[Work instruction]: Count how many lines of the data include the string "AppQuery", then say that number and stop.

Dataset entries
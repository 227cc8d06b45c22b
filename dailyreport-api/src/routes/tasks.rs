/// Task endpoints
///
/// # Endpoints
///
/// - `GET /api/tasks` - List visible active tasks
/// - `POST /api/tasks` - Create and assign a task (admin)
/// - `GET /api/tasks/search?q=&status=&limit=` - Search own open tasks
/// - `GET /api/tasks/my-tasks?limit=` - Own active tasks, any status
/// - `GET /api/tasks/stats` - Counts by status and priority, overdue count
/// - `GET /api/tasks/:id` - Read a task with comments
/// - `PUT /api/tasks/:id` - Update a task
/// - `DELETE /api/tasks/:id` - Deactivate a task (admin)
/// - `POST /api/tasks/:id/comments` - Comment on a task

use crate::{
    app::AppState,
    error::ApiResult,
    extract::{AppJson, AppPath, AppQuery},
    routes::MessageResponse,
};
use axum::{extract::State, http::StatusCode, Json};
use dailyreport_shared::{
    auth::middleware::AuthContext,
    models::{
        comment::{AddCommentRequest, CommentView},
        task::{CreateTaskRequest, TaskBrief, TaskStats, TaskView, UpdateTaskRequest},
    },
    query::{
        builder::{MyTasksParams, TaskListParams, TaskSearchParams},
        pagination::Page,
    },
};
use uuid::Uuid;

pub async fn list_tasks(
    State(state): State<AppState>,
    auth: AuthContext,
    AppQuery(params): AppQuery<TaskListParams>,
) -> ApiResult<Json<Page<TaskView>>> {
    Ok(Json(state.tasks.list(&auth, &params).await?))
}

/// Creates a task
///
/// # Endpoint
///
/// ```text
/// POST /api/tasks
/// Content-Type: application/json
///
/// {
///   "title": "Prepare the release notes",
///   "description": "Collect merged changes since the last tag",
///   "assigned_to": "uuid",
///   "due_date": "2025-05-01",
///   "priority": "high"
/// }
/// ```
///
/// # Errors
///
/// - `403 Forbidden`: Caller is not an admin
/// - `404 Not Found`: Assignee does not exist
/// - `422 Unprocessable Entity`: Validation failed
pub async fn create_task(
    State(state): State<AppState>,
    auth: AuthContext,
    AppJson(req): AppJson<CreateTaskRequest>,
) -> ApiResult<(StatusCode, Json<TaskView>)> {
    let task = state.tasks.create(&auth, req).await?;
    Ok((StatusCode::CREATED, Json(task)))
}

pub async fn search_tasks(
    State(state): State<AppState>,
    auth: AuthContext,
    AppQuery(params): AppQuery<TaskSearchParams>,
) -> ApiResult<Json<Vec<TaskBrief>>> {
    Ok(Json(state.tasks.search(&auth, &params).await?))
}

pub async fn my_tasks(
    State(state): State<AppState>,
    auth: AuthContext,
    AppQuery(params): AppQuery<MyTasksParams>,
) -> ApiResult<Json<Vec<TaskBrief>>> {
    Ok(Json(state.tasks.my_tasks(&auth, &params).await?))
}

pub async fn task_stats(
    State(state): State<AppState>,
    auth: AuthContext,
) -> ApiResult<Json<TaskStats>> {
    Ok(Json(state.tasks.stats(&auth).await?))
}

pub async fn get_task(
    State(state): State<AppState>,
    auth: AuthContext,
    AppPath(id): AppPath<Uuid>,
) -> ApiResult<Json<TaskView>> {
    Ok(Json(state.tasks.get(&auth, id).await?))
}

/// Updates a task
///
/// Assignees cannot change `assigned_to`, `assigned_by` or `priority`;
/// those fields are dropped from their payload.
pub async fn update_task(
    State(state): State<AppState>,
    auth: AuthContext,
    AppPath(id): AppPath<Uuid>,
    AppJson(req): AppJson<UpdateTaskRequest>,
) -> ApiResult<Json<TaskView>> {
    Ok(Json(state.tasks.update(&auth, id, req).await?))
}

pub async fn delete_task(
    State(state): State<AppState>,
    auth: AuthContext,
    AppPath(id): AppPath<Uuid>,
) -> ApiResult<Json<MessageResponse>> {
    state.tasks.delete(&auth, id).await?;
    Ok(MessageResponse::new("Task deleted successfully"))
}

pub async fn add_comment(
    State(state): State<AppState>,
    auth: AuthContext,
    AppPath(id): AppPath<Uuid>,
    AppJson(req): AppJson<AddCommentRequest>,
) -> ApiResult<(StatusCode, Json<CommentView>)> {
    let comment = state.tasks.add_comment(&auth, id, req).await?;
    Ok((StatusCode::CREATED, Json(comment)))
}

[Final answer]: 4